Spiritual Shopping

    Cards (9)

    • Danièle Hervieu-Léger (2000; 2006) continues the theme of personal choice and the decline of obligation. She agrees that there has been a dramatic decline in institutional religion in Europe, with fewer and fewer people attending church in most countries.
    • This is partly because of what she calls cultural amnesia, or a loss of collective memory. For centuries, children used to be taught religion in the extended family and parish church. Nowadays, however, we have largely lost the religion that used to be handed down from generation to generation, because few parents now teach their children about religion. Instead, parents today let children decide for themselves what to believe.
    • At the same time, the trend towards greater social equality has undermined the traditional power of the Church to impose religion on people from above. As a result, young people no longer have a fixed religious identity imposed on them through socialisation and they are ignorant of traditional religion.
    • However, while traditional institutional religion has declined, religion itself has not disappeared. Instead, individual consumerism has replaced collective tradition. People today now feel they have a choice as consumers of religion - they have become spiritual shoppers. Religion is now individualised - we now develop our own 'do-it-yourself' beliefs that give meaning to our lives and fit in with our interests and aspirations.
    • Religion has thus become a personal spiritual journey in which we choose the elements we want to explore and the groups we wish to join. As a result, Hervieu-Léger argues, two new religious types are emerging - pilgrims and converts:
      • Pilgrims are like those in the holistic milieu in the Kendal Project (see below). They follow an individual path in a search for self-discovery, for example exploring New Age spirituality by joining groups, or through individual'therapy'. The demand is created by today's emphasis on personal development.
      • Converts join religious groups that offer a strong sense of belonging, usually based on a shared ethnic background or religious doctrine. Such groups re-create a sense of community in a society that has lost many of its religious traditions. As in the Kendal Project, these include evangelical movements and also the churches of minority ethnic groups.

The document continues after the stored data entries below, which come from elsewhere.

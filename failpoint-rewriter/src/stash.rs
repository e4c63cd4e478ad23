//! Stash-then-rewrite, and restoring a stashed original.
//!
//! Restoring always either fully succeeds or fully refuses — see
//! [`RestoreError::Unmergeable`]. No attempt is made to merge a
//! rewritten file's hand-edits back into the restored original; if the
//! set of failpoint names actually evaluated in the rewritten file
//! doesn't match what the stashed original would regenerate, that is
//! treated as ambiguous and rejected rather than guessed at.

use std::collections::HashSet;
use std::ffi::OsString;
use std::path::{Path, PathBuf};

use syn::visit::{self, Visit};
use syn::{Expr, ExprCall};
use walkdir::WalkDir;

use crate::error::RestoreError;

const STASH_SUFFIX: &str = "__failpoint_stash__";

pub(crate) fn stash_path(original: &Path) -> PathBuf {
    let mut name = original.as_os_str().to_os_string();
    name.push(OsString::from(STASH_SUFFIX));
    PathBuf::from(name)
}

fn original_path(stash: &Path) -> Option<PathBuf> {
    let s = stash.as_os_str().to_str()?;
    s.strip_suffix(STASH_SUFFIX).map(PathBuf::from)
}

/// Writes `original` to a stash file beside `path`, then writes
/// `rewritten` to `path` itself.
pub(crate) fn stash_and_write(path: &Path, original: &str, rewritten: &str) -> std::io::Result<()> {
    std::fs::write(stash_path(path), original)?;
    std::fs::write(path, rewritten)
}

fn ident_text(ident: &syn::Ident) -> String {
    let s = ident.to_string();
    s.strip_prefix("r#").unwrap_or(&s).to_string()
}

#[derive(Default)]
struct MarkerNames {
    names: HashSet<String>,
}

impl<'ast> Visit<'ast> for MarkerNames {
    fn visit_expr_call(&mut self, call: &'ast ExprCall) {
        if let Expr::Path(p) = &*call.func {
            if let Some(seg) = p.path.segments.last() {
                let id = ident_text(&seg.ident);
                if matches!(id.as_str(), "Inject" | "InjectContext" | "InjectCall") {
                    if let Some(Expr::Lit(lit)) = call.args.first() {
                        if let syn::Lit::Str(s) = &lit.lit {
                            self.names.insert(s.value());
                        }
                    }
                }
            }
        }
        visit::visit_expr_call(self, call);
    }
}

#[derive(Default)]
struct CurpkgNames {
    names: HashSet<String>,
}

impl<'ast> Visit<'ast> for CurpkgNames {
    fn visit_expr_call(&mut self, call: &'ast ExprCall) {
        if let Expr::Path(p) = &*call.func {
            if let Some(seg) = p.path.segments.last() {
                if ident_text(&seg.ident) == "_curpkg_" {
                    if let Some(Expr::Lit(lit)) = call.args.first() {
                        if let syn::Lit::Str(s) = &lit.lit {
                            self.names.insert(s.value());
                        }
                    }
                }
            }
        }
        visit::visit_expr_call(self, call);
    }
}

fn marker_names_in(source: &str) -> HashSet<String> {
    let Ok(file) = syn::parse_file(source) else {
        return HashSet::new();
    };
    let mut collector = MarkerNames::default();
    collector.visit_file(&file);
    collector.names
}

fn curpkg_names_in(source: &str) -> HashSet<String> {
    let Ok(file) = syn::parse_file(source) else {
        return HashSet::new();
    };
    let mut collector = CurpkgNames::default();
    collector.visit_file(&file);
    collector.names
}

/// Restores every `*__failpoint_stash__` file found under `root`,
/// refusing (per-file) any pair whose failpoint name sets disagree.
pub fn restore_dir(root: &Path) -> Result<Vec<PathBuf>, RestoreError> {
    let mut restored = Vec::new();
    for entry in WalkDir::new(root).into_iter().filter_map(Result::ok) {
        let stash = entry.path();
        if !stash.file_name().is_some_and(|n| n.to_string_lossy().ends_with(STASH_SUFFIX)) {
            continue;
        }
        let Some(original) = original_path(stash) else {
            continue;
        };
        restore_one(stash, &original)?;
        restored.push(original);
    }
    Ok(restored)
}

fn restore_one(stash: &Path, original: &Path) -> Result<(), RestoreError> {
    let stash_src = std::fs::read_to_string(stash).map_err(|source| RestoreError::Io {
        path: stash.to_path_buf(),
        source,
    })?;
    if original.exists() {
        let rewritten_src = std::fs::read_to_string(original).map_err(|source| RestoreError::Io {
            path: original.to_path_buf(),
            source,
        })?;
        let expected = marker_names_in(&stash_src);
        let actual = curpkg_names_in(&rewritten_src);
        if let Some(name) = actual.symmetric_difference(&expected).next() {
            return Err(RestoreError::Unmergeable {
                file: original.to_path_buf(),
                name: name.clone(),
            });
        }
    }
    std::fs::rename(stash, original).map_err(|source| RestoreError::Io {
        path: original.to_path_buf(),
        source,
    })
}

    • As a result of these trends, religion no longer acts as the source of collective identity that it once did. However, Hervieu-Léger notes that religion does continue to have some influence on society's values. For example, the values of equality and human rights have their roots in religion, she argues. Such values can be a source of shared cultural identity and social solidarity, even for those who are not actively involved in religion.
    • Hervieu-Léger's views can be related to the idea of late modernity. This is the notion that in recent decades some of the trends within modern society have begun to accelerate, such as the decline of tradition and increasing individualism.
      This explains the weakening of traditional institutions such as the church, as well as the growing importance of individual choice in matters of religion.